“Certo dos sentimentos que vos animam e a vossos constituintes, julgaria faltar ao que de mim esperais, se deixasse de congratular-me convosco e com toda a província por tão plausíveis motivos, antes de começar a triste exposição dos males que nos afligem.” Assim é o início de um romance brasileiro contemporâneo: Guerra – I: Ofensiva Paraguaia e Reação Aliada Novembro de 1864 a Março de 1866, de Beatriz Bracher.

O leitor haverá de estranhar a linguagem com o tempo verbal na segunda pessoa do plural. Estranhará também o gênero masculino logo na primeira palavra, em discordância com a autoria feminina. E estranhará ainda mais a existência de uma província, subdivisão administrativa que no Brasil ficou para trás com o Segundo Reinado, dando lugar aos estados de hoje.

Mas o leitor, inteligente, vai logo respirar fundo e seguir a leitura, porque sabe que a linguagem de ficção deve mesmo chacoalhar os lugares-comuns por meio de estranhamento, que a voz narrativa não precisa ter o gênero da pessoa que a põe no papel e que um texto atual pode emular um antigo.

Daí o leitor perceberá que esse discurso é creditado a Augusto Leverger, presidente da província de Mato Grosso de 1865 a 1870. E que todo o texto que o segue é composto de fragmentos escritos por 112 autores, todos eles homens do passado. São combatentes, generais, capitães, cadetes, alferes, voluntários da pátria, médicos e políticos que participaram, de alguma forma, da Guerra do Paraguai.

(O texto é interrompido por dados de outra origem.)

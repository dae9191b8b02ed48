//! Sprite Images
//!
//! Row-major RGBA8 pixel storage, plus a few procedural sprite generators so
//! the viewer has something to break apart without loading assets.

/// One RGBA8 pixel
#[derive(Debug, Clone, Copy, PartialEq, Eq, Default)]
pub struct Rgba {
    pub r: u8,
    pub g: u8,
    pub b: u8,
    pub a: u8,
}

impl Rgba {
    pub const TRANSPARENT: Self = Self::new(0, 0, 0, 0);
    pub const WHITE: Self = Self::new(0xFF, 0xFF, 0xFF, 0xFF);

    pub const fn new(r: u8, g: u8, b: u8, a: u8) -> Self {
        Self { r, g, b, a }
    }

    pub const fn opaque(r: u8, g: u8, b: u8) -> Self {
        Self::new(r, g, b, 0xFF)
    }

    /// Brightness (V of HSV): the largest of the three color channels
    #[inline]
    pub fn brightness(self) -> u8 {
        self.r.max(self.g).max(self.b)
    }
}

/// Row-major offset of `(x, y)`, computed in usize so large images do not
/// wrap in u32
#[inline]
fn pixel_index(width: u32, x: u32, y: u32) -> usize {
    y as usize * width as usize + x as usize
}

/// An RGBA8 image. Dimensions are fixed at construction.
#[derive(Debug, Clone, PartialEq, Eq)]
pub struct Image {
    width: u32,
    height: u32,
    pixels: Vec<Rgba>,
}

impl Image {
    /// Create a fully transparent image
    pub fn new(width: u32, height: u32) -> Self {
        Self::filled(width, height, Rgba::TRANSPARENT)
    }

    /// Create an image with every pixel set to `color`
    pub fn filled(width: u32, height: u32, color: Rgba) -> Self {
        Self {
            width,
            height,
            pixels: vec![color; width as usize * height as usize],
        }
    }

    #[inline]
    pub fn width(&self) -> u32 {
        self.width
    }

    #[inline]
    pub fn height(&self) -> u32 {
        self.height
    }

    /// True when the image has no pixels at all
    #[inline]
    pub fn is_empty(&self) -> bool {
        self.pixels.is_empty()
    }

    #[inline]
    pub fn pixels(&self) -> &[Rgba] {
        &self.pixels
    }

    /// Mutable pixel access. The slice length never changes.
    #[inline]
    pub fn pixels_mut(&mut self) -> &mut [Rgba] {
        &mut self.pixels
    }

    /// Read a pixel (bounds checked)
    #[inline]
    pub fn get(&self, x: u32, y: u32) -> Option<Rgba> {
        if x < self.width && y < self.height {
            Some(self.pixels[pixel_index(self.width, x, y)])
        } else {
            None
        }
    }

    /// Write a pixel (bounds checked, out of range is ignored)
    #[inline]
    pub fn set(&mut self, x: u32, y: u32, color: Rgba) {
        if x < self.width && y < self.height {
            self.pixels[pixel_index(self.width, x, y)] = color;
        }
    }

    /// Number of pixels with nonzero alpha
    pub fn visible_count(&self) -> usize {
        self.pixels.iter().filter(|p| p.a != 0).count()
    }
}

// ============================================================================
// Procedural Sprite Generators
// ============================================================================

impl Image {
    /// Round blob with a dark outline and a soft highlight toward the top left.
    /// The outline stays below the recolor threshold, the body does not.
    pub fn blob(size: u32, body: (u8, u8, u8), outline: (u8, u8, u8)) -> Self {
        let mut img = Self::new(size, size);
        let center = size as f32 / 2.0;
        let radius = center - 1.0;
        let light_x = center * 0.6;
        let light_y = center * 0.6;

        for y in 0..size {
            for x in 0..size {
                let fx = x as f32 + 0.5;
                let fy = y as f32 + 0.5;
                let d = ((fx - center).powi(2) + (fy - center).powi(2)).sqrt();
                if d > radius {
                    continue;
                }
                if d > radius - 2.0 {
                    img.set(x, y, Rgba::opaque(outline.0, outline.1, outline.2));
                    continue;
                }
                let ld = ((fx - light_x).powi(2) + (fy - light_y).powi(2)).sqrt() / size as f32;
                let shade = (1.15 - ld).clamp(0.55, 1.0);
                img.set(
                    x,
                    y,
                    Rgba::opaque(
                        (body.0 as f32 * shade) as u8,
                        (body.1 as f32 * shade) as u8,
                        (body.2 as f32 * shade) as u8,
                    ),
                );
            }
        }
        img
    }

    /// Diamond filled with a checkerboard, outlined in a dark color
    pub fn checker_gem(size: u32, tile_size: u32, c1: (u8, u8, u8), c2: (u8, u8, u8)) -> Self {
        let mut img = Self::new(size, size);
        let half = size as i32 / 2;
        let tile_size = tile_size.max(1);

        for y in 0..size {
            for x in 0..size {
                let d = (x as i32 - half).abs() + (y as i32 - half).abs();
                if d > half {
                    continue;
                }
                if d >= half - 1 {
                    img.set(x, y, Rgba::opaque(0x18, 0x10, 0x20));
                    continue;
                }
                let checker = ((x / tile_size) + (y / tile_size)) % 2 == 0;
                let (r, g, b) = if checker { c1 } else { c2 };
                img.set(x, y, Rgba::opaque(r, g, b));
            }
        }
        img
    }

    /// Thick ring with a darker inner edge
    pub fn ring(size: u32, thickness: f32, color: (u8, u8, u8)) -> Self {
        let mut img = Self::new(size, size);
        let center = size as f32 / 2.0;
        let outer = center - 1.0;
        let inner = (outer - thickness).max(0.0);

        for y in 0..size {
            for x in 0..size {
                let fx = x as f32 + 0.5 - center;
                let fy = y as f32 + 0.5 - center;
                let d = (fx * fx + fy * fy).sqrt();
                if d > outer || d < inner {
                    continue;
                }
                let c = if d < inner + 1.5 {
                    (color.0 / 5, color.1 / 5, color.2 / 5)
                } else {
                    color
                };
                img.set(x, y, Rgba::opaque(c.0, c.1, c.2));
            }
        }
        img
    }
}

#[cfg(test)]
mod tests {
    use super::*;

    #[test]
    fn test_brightness_is_max_channel() {
        assert_eq!(Rgba::new(10, 200, 30, 255).brightness(), 200);
        assert_eq!(Rgba::new(90, 20, 91, 0).brightness(), 91);
        assert_eq!(Rgba::new(7, 7, 7, 7).brightness(), 7);
    }

    #[test]
    fn test_pixel_index_is_row_major() {
        let mut img = Image::new(3, 2);
        img.set(1, 0, Rgba::WHITE);
        img.set(0, 1, Rgba::opaque(1, 2, 3));
        assert_eq!(img.pixels()[1], Rgba::WHITE);
        assert_eq!(img.pixels()[3], Rgba::opaque(1, 2, 3));
        assert_eq!(img.get(0, 1), Some(Rgba::opaque(1, 2, 3)));
    }

    #[test]
    #[cfg(target_pointer_width = "64")]
    fn test_pixel_index_does_not_wrap_in_u32() {
        // 70_000 * 70_000 is past u32::MAX
        assert_eq!(pixel_index(70_000, 5, 70_000), 4_900_000_005);
        assert_eq!(pixel_index(u32::MAX, u32::MAX, 1), 2 * u32::MAX as usize);
    }

    #[test]
    fn test_out_of_bounds_access_is_ignored() {
        let mut img = Image::new(3, 2);
        img.set(3, 0, Rgba::WHITE);
        img.set(0, 2, Rgba::WHITE);
        assert_eq!(img.visible_count(), 0);
        assert_eq!(img.get(3, 0), None);
    }

    #[test]
    fn test_generators_have_transparent_corners() {
        for img in [
            Image::blob(32, (200, 180, 40), (20, 20, 20)),
            Image::checker_gem(32, 4, (250, 90, 90), (90, 250, 250)),
            Image::ring(32, 6.0, (120, 220, 120)),
        ] {
            assert_eq!(img.get(0, 0).unwrap().a, 0);
            assert_eq!(img.get(31, 31).unwrap().a, 0);
            assert!(img.visible_count() > 0);
        }
    }
}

Guerra – I: Ofensiva Paraguaia e Reação Aliada Novembro de 1864 a Março de 1866. Beatriz Bracher. Editora 34 (536 págs., 119 reais) – Compre na Amazon

Beatriz Bracher conseguiu a façanha de orquestrar essa centena de vozes para compor uma sinfonia que reproduz o som grotesco, ainda que harmônico, da guerra. Com a leitura do romance, menos entendemos de fato a guerra e mais a escutamos, com homens em delírio, brigando não se sabe muito bem pelo quê, morrendo e matando, adoecendo, temendo, se encorajando, se perdendo em pensamentos. E quem rege esse bando de homens é uma mulher.

Mas, e ela? Quem é Beatriz Bracher, que abdicou das próprias palavras para copiar e colar as palavras de outrem coletadas em livros velhos, empoeirados, furados de traças no fundo de sebos e bibliotecas?

Em muitas das resenhas sobre Guerra – I menciona-se que ela é filha de um banqueiro. Beatriz recebeu ­CartaCapital em seu escritório, numa vila na Zona Oeste de São Paulo, e respondeu quais são, afinal, as vantagens e desvantagens de ter tido como pai ­Fernão Bracher (1935–2019), ex-presidente do Banco Central no governo Sarney.

“A vantagem”, começa ela, como se estivesse preparada para a pergunta, “é que a riqueza que um cargo como esse proporciona à família me deu acesso a boas escolas, bom ensino superior, muitos livros e cultura de modo geral. Pude viajar, conhecer outros jeitos de viver.”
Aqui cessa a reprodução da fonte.